- **What to produce**
Everything from the first line of the records below through the line containing "exactly N advances." is to be retyped exactly; leave out the rest.

- **Data listing**
-*-*-
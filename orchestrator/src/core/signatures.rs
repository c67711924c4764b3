//! Helper-process signature matching.

use crate::core::types::{HelperProcessRecord, ProcessEntry};

/// Select processes whose name contains any signature (case-insensitive).
///
/// `exclude_pid` is never selected; callers pass their own pid. Empty
/// signatures are ignored so a blank entry can never match every process.
/// The first matching signature is recorded for each candidate.
pub fn select_candidates(
    processes: &[ProcessEntry],
    signatures: &[String],
    exclude_pid: u32,
) -> Vec<HelperProcessRecord> {
    let needles: Vec<(String, &String)> = signatures
        .iter()
        .filter(|sig| !sig.trim().is_empty())
        .map(|sig| (sig.trim().to_lowercase(), sig))
        .collect();

    processes
        .iter()
        .filter(|entry| entry.pid != exclude_pid)
        .filter_map(|entry| {
            let name = entry.name.to_lowercase();
            needles
                .iter()
                .find(|(needle, _)| name.contains(needle.as_str()))
                .map(|(_, sig)| HelperProcessRecord {
                    pid: entry.pid,
                    signature: (*sig).clone(),
                })
        })
        .collect()
}
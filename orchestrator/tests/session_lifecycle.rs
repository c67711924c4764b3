//! Loop-level tests for full orchestrator runs.
//!
//! These tests drive `run_sessions` with scripted collaborators to verify the
//! three independent clocks (retry budget, reap cadence, checkpoint cadence)
//! and the terminal states of a run.

use orchestrator::core::types::{
    CheckpointOutcome, ProcessEntry, RunStop, SessionEvent, SessionMetrics, SessionOutcome,
};
use orchestrator::orchestrate::run_sessions;
use orchestrator::test_support::{
    FakeProcessTable, ScriptedCheckpoint, ScriptedRunner, ScriptedStep, Workspace,
};

fn succeeded(complete: bool) -> SessionOutcome {
    SessionOutcome::succeeded(SessionMetrics {
        all_work_complete: complete,
        ..SessionMetrics::default()
    })
}

fn failed() -> SessionOutcome {
    SessionOutcome::failed("worker crashed", Some(1))
}

/// Every attempt fails every retry: the run performs exactly N advances.
#[test]
fn all_failures_exhaust_every_session() {
    for max_sessions in 1..=4 {
        let ws = Workspace::new().expect("workspace");
        let mut config = ws.config();
        config.max_sessions = max_sessions;
        config.checkpoint_interval = 1;

        let runner = ScriptedRunner::repeating(failed());
        let mut processes = FakeProcessTable::new(Vec::new());
        let validator = ScriptedCheckpoint::passing();

        let mut advances = 0;
        let result = run_sessions(&config, &runner, &mut processes, &validator, |event| {
            if matches!(event, SessionEvent::Advanced { .. }) {
                advances += 1;
            }
        })
        .expect("run");

        assert_eq!(advances, max_sessions);
        assert_eq!(result.stop, RunStop::Exhausted);
        assert_eq!(result.sessions_attempted, max_sessions);
        assert_eq!(result.sessions_completed, 0);
        assert_eq!(result.sessions_failed, max_sessions);
        assert_eq!(result.attempts, max_sessions * 3);
        assert_eq!(result.success_rate, 0.0);
        // floor(advanced / interval) checkpoints, excluding the final slot.
        assert_eq!(validator.calls(), max_sessions - 1);
    }
}

/// Failed, Failed, Succeeded(false) on session 0, then Succeeded(true) on session 1.
#[test]
fn retried_session_then_completion_stops_early() {
    let ws = Workspace::new().expect("workspace");
    let mut config = ws.config();
    config.max_sessions = 3;
    config.checkpoint_interval = 1;

    let runner = ScriptedRunner::new(vec![
        ScriptedStep::Outcome(failed()),
        ScriptedStep::Outcome(failed()),
        ScriptedStep::Outcome(succeeded(false)),
        ScriptedStep::Outcome(succeeded(true)),
    ]);
    let mut processes = FakeProcessTable::new(Vec::new());
    let validator = ScriptedCheckpoint::passing();

    let result = run_sessions(&config, &runner, &mut processes, &validator, |_| {}).expect("run");

    assert!(result.success);
    assert!(result.all_work_complete);
    assert!(result.completed_early);
    assert_eq!(result.sessions_attempted, 2);
    assert!(result.sessions_attempted < config.max_sessions);
    assert_eq!(validator.calls(), 2);
    assert_eq!(runner.requests().len(), 4);
}

/// Retry count per sequence number never exceeds 2.
#[test]
fn retry_count_is_capped_per_sequence_number() {
    let ws = Workspace::new().expect("workspace");
    let mut config = ws.config();
    config.max_sessions = 3;

    let runner = ScriptedRunner::new(vec![
        ScriptedStep::Outcome(SessionOutcome::TimedOut),
        ScriptedStep::Outcome(SessionOutcome::TimedOut),
        ScriptedStep::Outcome(SessionOutcome::TimedOut),
        ScriptedStep::Outcome(failed()),
        ScriptedStep::Outcome(succeeded(false)),
        ScriptedStep::Outcome(succeeded(false)),
    ]);
    let mut processes = FakeProcessTable::new(Vec::new());
    let validator = ScriptedCheckpoint::passing();

    let mut attempts: Vec<(u32, u32)> = Vec::new();
    let result = run_sessions(&config, &runner, &mut processes, &validator, |event| {
        if let SessionEvent::AttemptFinished { seq, retry, .. } = event {
            attempts.push((*seq, *retry));
        }
    })
    .expect("run");

    assert_eq!(attempts, vec![(0, 0), (0, 1), (0, 2), (1, 0), (1, 1), (2, 0)]);
    assert!(attempts.iter().all(|(_, retry)| *retry <= 2));
    assert_eq!(result.sessions_failed, 1);
    assert_eq!(result.sessions_completed, 2);
}

/// Two retries then a success still reaps exactly once for that sequence number.
#[test]
fn reap_runs_once_per_advance() {
    let ws = Workspace::new().expect("workspace");
    let mut config = ws.config();
    config.max_sessions = 2;
    config.reaper.signatures = vec!["helper".to_string()];

    let runner = ScriptedRunner::new(vec![
        ScriptedStep::Outcome(failed()),
        ScriptedStep::Outcome(failed()),
        ScriptedStep::Outcome(succeeded(false)),
        ScriptedStep::Outcome(succeeded(false)),
    ]);
    let mut processes = FakeProcessTable::new(vec![
        ProcessEntry::new(9_000_101, "helper-agent"),
        ProcessEntry::new(9_000_202, "unrelated"),
    ]);
    let validator = ScriptedCheckpoint::passing();

    let mut reaps = Vec::new();
    let result = run_sessions(&config, &runner, &mut processes, &validator, |event| {
        if let SessionEvent::Reaped { count } = event {
            reaps.push(*count);
        }
    })
    .expect("run");

    assert_eq!(reaps, vec![1, 0]);
    assert_eq!(processes.list_calls(), 2);
    assert_eq!(processes.terminated(), vec![9_000_101]);
    assert_eq!(result.processes_reaped, 1);
}

/// Checkpoint failures never touch the retry budget or stop the loop.
#[test]
fn checkpoint_failures_are_advisory() {
    let ws = Workspace::new().expect("workspace");
    let mut config = ws.config();
    config.max_sessions = 7;
    config.checkpoint_interval = 3;

    let runner = ScriptedRunner::repeating(succeeded(false));
    let mut processes = FakeProcessTable::new(Vec::new());
    let validator = ScriptedCheckpoint::new(vec![
        CheckpointOutcome::fail("build failed: one"),
        CheckpointOutcome::fail("build failed: two"),
    ]);

    let mut checkpoint_indexes = Vec::new();
    let result = run_sessions(&config, &runner, &mut processes, &validator, |event| {
        if let SessionEvent::Checkpoint { index, .. } = event {
            checkpoint_indexes.push(*index);
        }
    })
    .expect("run");

    assert_eq!(checkpoint_indexes, vec![1, 2]);
    assert_eq!(result.stop, RunStop::Exhausted);
    assert_eq!(result.sessions_completed, 7);
    assert_eq!(result.retries, 0);
    assert_eq!(
        result.checkpoint_warnings,
        vec!["build failed: one", "build failed: two"]
    );
}

/// An unexpected runner error ends the run as fatal with partial counts.
#[test]
fn unexpected_error_is_folded_into_fatal_result() {
    let ws = Workspace::new().expect("workspace");
    let mut config = ws.config();
    config.max_sessions = 10;

    let runner = ScriptedRunner::new(vec![
        ScriptedStep::Outcome(succeeded(false)),
        ScriptedStep::Outcome(failed()),
        ScriptedStep::Error("output reader thread panicked".to_string()),
    ]);
    let mut processes = FakeProcessTable::new(Vec::new());
    let validator = ScriptedCheckpoint::passing();

    let result = run_sessions(&config, &runner, &mut processes, &validator, |_| {}).expect("run");

    assert!(!result.success);
    assert_eq!(result.stop, RunStop::Fatal);
    assert!(!result.completed_early);
    assert_eq!(result.sessions_attempted, 1);
    assert_eq!(result.attempts, 3);
    assert_eq!(result.retries, 1);
    assert!(
        result
            .error
            .as_deref()
            .is_some_and(|err| err.contains("output reader thread panicked"))
    );
}

/// Completion reported by the final session ends the run as passed, not early.
#[test]
fn completion_on_last_slot_is_not_early() {
    let ws = Workspace::new().expect("workspace");
    let mut config = ws.config();
    config.max_sessions = 2;

    let runner = ScriptedRunner::new(vec![
        ScriptedStep::Outcome(succeeded(false)),
        ScriptedStep::Outcome(succeeded(true)),
    ]);
    let mut processes = FakeProcessTable::new(Vec::new());
    let validator = ScriptedCheckpoint::passing();

    let result = run_sessions(&config, &runner, &mut processes, &validator, |_| {}).expect("run");

    assert_eq!(result.stop, RunStop::AllPassed);
    assert!(result.all_work_complete);
    assert_eq!(result.sessions_attempted, config.max_sessions);
    assert!(!result.completed_early);
}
-*-*-
- **Answer to this exercise**
filename orchestrator/src/core/signatures.rs
repository c67711924c4764b3
//! Helper-process signature matching.

use crate::core::types::{HelperProcessRecord, ProcessEntry};

/// Select processes whose name contains any signature (case-insensitive).
///
/// `exclude_pid` is never selected; callers pass their own pid. Empty
/// signatures are ignored so a blank entry can never match every process.
/// The first matching signature is recorded for each candidate.
pub fn select_candidates(
    processes: &[ProcessEntry],
    signatures: &[String],
    exclude_pid: u32,
) -> Vec<HelperProcessRecord> {
    let needles: Vec<(String, &String)> = signatures
        .iter()
        .filter(|sig| !sig.trim().is_empty())
        .map(|sig| (sig.trim().to_lowercase(), sig))
        .collect();

    processes
        .iter()
        .filter(|entry| entry.pid != exclude_pid)
        .filter_map(|entry| {
            let name = entry.name.to_lowercase();
            needles
                .iter()
                .find(|(needle, _)| name.contains(needle.as_str()))
                .map(|(_, sig)| HelperProcessRecord {
                    pid: entry.pid,
                    signature: (*sig).clone(),
                })
        })
        .collect()
}
filename orchestrator/tests/session_lifecycle.rs
repository c67711924c4764b3
//! Loop-level tests for full orchestrator runs.
//!
//! These tests drive `run_sessions` with scripted collaborators to verify the
//! three independent clocks (retry budget, reap cadence, checkpoint cadence)
//! and the terminal states of a run.

use orchestrator::core::types::{
    CheckpointOutcome, ProcessEntry, RunStop, SessionEvent, SessionMetrics, SessionOutcome,
};
use orchestrator::orchestrate::run_sessions;
use orchestrator::test_support::{
    FakeProcessTable, ScriptedCheckpoint, ScriptedRunner, ScriptedStep, Workspace,
};

fn succeeded(complete: bool) -> SessionOutcome {
    SessionOutcome::succeeded(SessionMetrics {
        all_work_complete: complete,
        ..SessionMetrics::default()
    })
}

fn failed() -> SessionOutcome {
    SessionOutcome::failed("worker crashed", Some(1))
}

/// Every attempt fails every retry: the run performs exactly N advances.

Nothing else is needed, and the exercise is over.